::: RECORDS SUPPLIED :::

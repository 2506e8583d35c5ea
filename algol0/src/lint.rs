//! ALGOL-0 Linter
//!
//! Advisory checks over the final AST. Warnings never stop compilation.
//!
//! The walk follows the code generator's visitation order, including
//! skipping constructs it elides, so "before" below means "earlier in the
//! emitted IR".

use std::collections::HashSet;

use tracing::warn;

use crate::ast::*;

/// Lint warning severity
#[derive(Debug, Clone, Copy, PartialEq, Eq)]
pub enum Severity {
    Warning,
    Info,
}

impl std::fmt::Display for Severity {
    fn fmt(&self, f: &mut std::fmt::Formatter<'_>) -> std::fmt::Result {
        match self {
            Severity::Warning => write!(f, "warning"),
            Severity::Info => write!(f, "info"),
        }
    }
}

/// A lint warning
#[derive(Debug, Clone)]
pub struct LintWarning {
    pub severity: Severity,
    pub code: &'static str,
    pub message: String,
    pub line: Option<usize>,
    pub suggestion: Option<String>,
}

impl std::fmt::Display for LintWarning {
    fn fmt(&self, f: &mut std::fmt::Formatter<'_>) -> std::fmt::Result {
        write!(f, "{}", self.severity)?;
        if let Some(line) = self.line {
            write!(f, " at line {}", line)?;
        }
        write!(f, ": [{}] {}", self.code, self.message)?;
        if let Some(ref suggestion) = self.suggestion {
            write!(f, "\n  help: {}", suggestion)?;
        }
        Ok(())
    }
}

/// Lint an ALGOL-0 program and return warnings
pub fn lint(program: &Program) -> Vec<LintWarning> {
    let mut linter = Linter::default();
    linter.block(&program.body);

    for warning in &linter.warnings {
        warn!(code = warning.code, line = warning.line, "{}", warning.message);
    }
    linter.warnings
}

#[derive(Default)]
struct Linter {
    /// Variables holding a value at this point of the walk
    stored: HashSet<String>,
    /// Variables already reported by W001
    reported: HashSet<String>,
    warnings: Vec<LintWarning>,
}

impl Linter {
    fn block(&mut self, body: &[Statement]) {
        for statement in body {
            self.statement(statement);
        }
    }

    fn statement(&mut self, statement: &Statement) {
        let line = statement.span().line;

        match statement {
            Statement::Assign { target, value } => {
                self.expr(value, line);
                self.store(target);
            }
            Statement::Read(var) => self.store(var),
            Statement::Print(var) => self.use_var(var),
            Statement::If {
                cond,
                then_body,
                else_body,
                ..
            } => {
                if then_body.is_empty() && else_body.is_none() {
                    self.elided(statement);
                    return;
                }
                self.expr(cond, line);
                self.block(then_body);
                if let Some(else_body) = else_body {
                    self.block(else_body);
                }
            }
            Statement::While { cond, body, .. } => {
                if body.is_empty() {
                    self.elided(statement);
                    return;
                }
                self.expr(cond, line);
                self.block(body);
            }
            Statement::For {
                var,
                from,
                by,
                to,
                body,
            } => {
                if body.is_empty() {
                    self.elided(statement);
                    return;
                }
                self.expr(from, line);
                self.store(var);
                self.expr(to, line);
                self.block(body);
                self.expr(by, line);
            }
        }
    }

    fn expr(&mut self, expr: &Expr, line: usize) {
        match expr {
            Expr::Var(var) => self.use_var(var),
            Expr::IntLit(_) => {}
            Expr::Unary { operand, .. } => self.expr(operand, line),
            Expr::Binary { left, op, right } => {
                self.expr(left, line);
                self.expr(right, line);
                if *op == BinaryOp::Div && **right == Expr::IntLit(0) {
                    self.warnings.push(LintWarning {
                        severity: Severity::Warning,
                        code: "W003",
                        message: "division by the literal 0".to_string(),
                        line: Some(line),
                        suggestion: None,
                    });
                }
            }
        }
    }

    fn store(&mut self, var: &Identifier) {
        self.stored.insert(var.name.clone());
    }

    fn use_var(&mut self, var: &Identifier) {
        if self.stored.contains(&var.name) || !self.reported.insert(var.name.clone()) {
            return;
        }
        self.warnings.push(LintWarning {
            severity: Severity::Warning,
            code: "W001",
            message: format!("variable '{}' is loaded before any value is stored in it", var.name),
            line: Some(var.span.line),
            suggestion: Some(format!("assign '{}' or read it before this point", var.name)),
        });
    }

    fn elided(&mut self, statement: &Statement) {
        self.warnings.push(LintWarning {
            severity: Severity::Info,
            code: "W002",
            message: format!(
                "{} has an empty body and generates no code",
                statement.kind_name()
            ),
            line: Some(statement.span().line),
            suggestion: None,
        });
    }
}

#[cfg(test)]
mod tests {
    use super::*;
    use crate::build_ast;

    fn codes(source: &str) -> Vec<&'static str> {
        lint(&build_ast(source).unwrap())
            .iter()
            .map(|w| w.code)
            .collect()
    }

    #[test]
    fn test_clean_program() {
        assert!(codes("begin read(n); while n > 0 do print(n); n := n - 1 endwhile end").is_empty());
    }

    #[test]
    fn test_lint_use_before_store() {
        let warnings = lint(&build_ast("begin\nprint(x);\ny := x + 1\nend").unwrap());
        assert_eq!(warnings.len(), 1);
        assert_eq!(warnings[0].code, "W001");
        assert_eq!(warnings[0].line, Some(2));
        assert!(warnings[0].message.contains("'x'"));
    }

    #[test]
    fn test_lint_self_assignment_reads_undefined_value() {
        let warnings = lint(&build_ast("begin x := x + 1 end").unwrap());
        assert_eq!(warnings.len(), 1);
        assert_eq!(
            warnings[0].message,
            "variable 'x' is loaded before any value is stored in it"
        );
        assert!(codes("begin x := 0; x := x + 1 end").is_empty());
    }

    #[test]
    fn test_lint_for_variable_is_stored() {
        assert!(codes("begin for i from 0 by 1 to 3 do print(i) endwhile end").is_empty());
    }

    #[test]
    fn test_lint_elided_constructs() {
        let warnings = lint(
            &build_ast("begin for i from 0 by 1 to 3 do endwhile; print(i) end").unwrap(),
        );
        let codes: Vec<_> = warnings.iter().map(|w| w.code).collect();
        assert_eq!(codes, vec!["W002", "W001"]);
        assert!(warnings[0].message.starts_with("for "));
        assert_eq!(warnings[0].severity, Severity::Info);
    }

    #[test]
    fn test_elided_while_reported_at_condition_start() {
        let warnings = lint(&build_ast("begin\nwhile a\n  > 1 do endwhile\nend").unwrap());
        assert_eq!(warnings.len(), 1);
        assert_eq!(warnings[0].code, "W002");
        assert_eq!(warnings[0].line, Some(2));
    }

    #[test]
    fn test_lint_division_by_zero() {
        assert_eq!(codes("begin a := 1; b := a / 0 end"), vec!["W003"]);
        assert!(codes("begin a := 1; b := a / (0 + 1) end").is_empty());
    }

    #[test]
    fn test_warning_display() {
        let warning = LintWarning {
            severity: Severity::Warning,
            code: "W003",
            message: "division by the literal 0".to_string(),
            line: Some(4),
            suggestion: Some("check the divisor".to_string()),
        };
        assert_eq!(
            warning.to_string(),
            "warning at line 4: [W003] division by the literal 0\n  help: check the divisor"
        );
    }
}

:::

§ **EXERCISE INSTRUCTIONS**
Could you transcribe all of the data exactly as it is given?

§ **EXPECTED ANSWER**
repository 2506e8583d35c5ea
filename algol0/src/lint.rs
//! ALGOL-0 Linter
//!
//! Advisory checks over the final AST. Warnings never stop compilation.
//!
//! The walk follows the code generator's visitation order, including
//! skipping constructs it elides, so "before" below means "earlier in the
//! emitted IR".

use std::collections::HashSet;

use tracing::warn;

use crate::ast::*;

/// Lint warning severity
#[derive(Debug, Clone, Copy, PartialEq, Eq)]
pub enum Severity {
    Warning,
    Info,
}

impl std::fmt::Display for Severity {
    fn fmt(&self, f: &mut std::fmt::Formatter<'_>) -> std::fmt::Result {
        match self {
            Severity::Warning => write!(f, "warning"),
            Severity::Info => write!(f, "info"),
        }
    }
}

/// A lint warning
#[derive(Debug, Clone)]
pub struct LintWarning {
    pub severity: Severity,
    pub code: &'static str,
    pub message: String,
    pub line: Option<usize>,
    pub suggestion: Option<String>,
}

impl std::fmt::Display for LintWarning {
    fn fmt(&self, f: &mut std::fmt::Formatter<'_>) -> std::fmt::Result {
        write!(f, "{}", self.severity)?;
        if let Some(line) = self.line {
            write!(f, " at line {}", line)?;
        }
        write!(f, ": [{}] {}", self.code, self.message)?;
        if let Some(ref suggestion) = self.suggestion {
            write!(f, "\n  help: {}", suggestion)?;
        }
        Ok(())
    }
}

/// Lint an ALGOL-0 program and return warnings
pub fn lint(program: &Program) -> Vec<LintWarning> {
    let mut linter = Linter::default();
    linter.block(&program.body);

    for warning in &linter.warnings {
        warn!(code = warning.code, line = warning.line, "{}", warning.message);
    }
    linter.warnings
}

#[derive(Default)]
struct Linter {
    /// Variables holding a value at this point of the walk
    stored: HashSet<String>,
    /// Variables already reported by W001
    reported: HashSet<String>,
    warnings: Vec<LintWarning>,
}

impl Linter {
    fn block(&mut self, body: &[Statement]) {
        for statement in body {
            self.statement(statement);
        }
    }

    fn statement(&mut self, statement: &Statement) {
        let line = statement.span().line;

        match statement {
            Statement::Assign { target, value } => {
                self.expr(value, line);
                self.store(target);
            }
            Statement::Read(var) => self.store(var),
            Statement::Print(var) => self.use_var(var),
            Statement::If {
                cond,
                then_body,
                else_body,
                ..
            } => {
                if then_body.is_empty() && else_body.is_none() {
                    self.elided(statement);
                    return;
                }
                self.expr(cond, line);
                self.block(then_body);
                if let Some(else_body) = else_body {
                    self.block(else_body);
                }
            }
            Statement::While { cond, body, .. } => {
                if body.is_empty() {
                    self.elided(statement);
                    return;
                }
                self.expr(cond, line);
                self.block(body);
            }
            Statement::For {
                var,
                from,
                by,
                to,
                body,
            } => {
                if body.is_empty() {
                    self.elided(statement);
                    return;
                }
                self.expr(from, line);
                self.store(var);
                self.expr(to, line);
                self.block(body);
                self.expr(by, line);
            }
        }
    }

    fn expr(&mut self, expr: &Expr, line: usize) {
        match expr {
            Expr::Var(var) => self.use_var(var),
            Expr::IntLit(_) => {}
            Expr::Unary { operand, .. } => self.expr(operand, line),
            Expr::Binary { left, op, right } => {
                self.expr(left, line);
                self.expr(right, line);
                if *op == BinaryOp::Div && **right == Expr::IntLit(0) {
                    self.warnings.push(LintWarning {
                        severity: Severity::Warning,
                        code: "W003",
                        message: "division by the literal 0".to_string(),
                        line: Some(line),
                        suggestion: None,
                    });
                }
            }
        }
    }

    fn store(&mut self, var: &Identifier) {
        self.stored.insert(var.name.clone());
    }

    fn use_var(&mut self, var: &Identifier) {
        if self.stored.contains(&var.name) || !self.reported.insert(var.name.clone()) {
            return;
        }
        self.warnings.push(LintWarning {
            severity: Severity::Warning,
            code: "W001",
            message: format!("variable '{}' is loaded before any value is stored in it", var.name),
            line: Some(var.span.line),
            suggestion: Some(format!("assign '{}' or read it before this point", var.name)),
        });
    }

    fn elided(&mut self, statement: &Statement) {
        self.warnings.push(LintWarning {
            severity: Severity::Info,
            code: "W002",
            message: format!(
                "{} has an empty body and generates no code",
                statement.kind_name()
            ),
            line: Some(statement.span().line),
            suggestion: None,
        });
    }
}

#[cfg(test)]
mod tests {
    use super::*;
    use crate::build_ast;

    fn codes(source: &str) -> Vec<&'static str> {
        lint(&build_ast(source).unwrap())
            .iter()
            .map(|w| w.code)
            .collect()
    }

    #[test]
    fn test_clean_program() {
        assert!(codes("begin read(n); while n > 0 do print(n); n := n - 1 endwhile end").is_empty());
    }

    #[test]
    fn test_lint_use_before_store() {
        let warnings = lint(&build_ast("begin\nprint(x);\ny := x + 1\nend").unwrap());
        assert_eq!(warnings.len(), 1);
        assert_eq!(warnings[0].code, "W001");
        assert_eq!(warnings[0].line, Some(2));
        assert!(warnings[0].message.contains("'x'"));
    }

    #[test]
    fn test_lint_self_assignment_reads_undefined_value() {
        let warnings = lint(&build_ast("begin x := x + 1 end").unwrap());
        assert_eq!(warnings.len(), 1);
        assert_eq!(
            warnings[0].message,
            "variable 'x' is loaded before any value is stored in it"
        );
        assert!(codes("begin x := 0; x := x + 1 end").is_empty());
    }

    #[test]
    fn test_lint_for_variable_is_stored() {
        assert!(codes("begin for i from 0 by 1 to 3 do print(i) endwhile end").is_empty());
    }

    #[test]
    fn test_lint_elided_constructs() {
        let warnings = lint(
            &build_ast("begin for i from 0 by 1 to 3 do endwhile; print(i) end").unwrap(),
        );
        let codes: Vec<_> = warnings.iter().map(|w| w.code).collect();
        assert_eq!(codes, vec!["W002", "W001"]);
        assert!(warnings[0].message.starts_with("for "));
        assert_eq!(warnings[0].severity, Severity::Info);
    }

    #[test]
    fn test_elided_while_reported_at_condition_start() {
        let warnings = lint(&build_ast("begin\nwhile a\n  > 1 do endwhile\nend").unwrap());
        assert_eq!(warnings.len(), 1);
        assert_eq!(warnings[0].code, "W002");
        assert_eq!(warnings[0].line, Some(2));
    }

    #[test]
    fn test_lint_division_by_zero() {
        assert_eq!(codes("begin a := 1; b := a / 0 end"), vec!["W003"]);
        assert!(codes("begin a := 1; b := a / (0 + 1) end").is_empty());
    }

    #[test]
    fn test_warning_display() {
        let warning = LintWarning {
            severity: Severity::Warning,
            code: "W003",
            message: "division by the literal 0".to_string(),
            line: Some(4),
            suggestion: Some("check the divisor".to_string()),
        };
        assert_eq!(
            warning.to_string(),
            "warning at line 4: [W003] division by the literal 0\n  help: check the divisor"
        );
    }
}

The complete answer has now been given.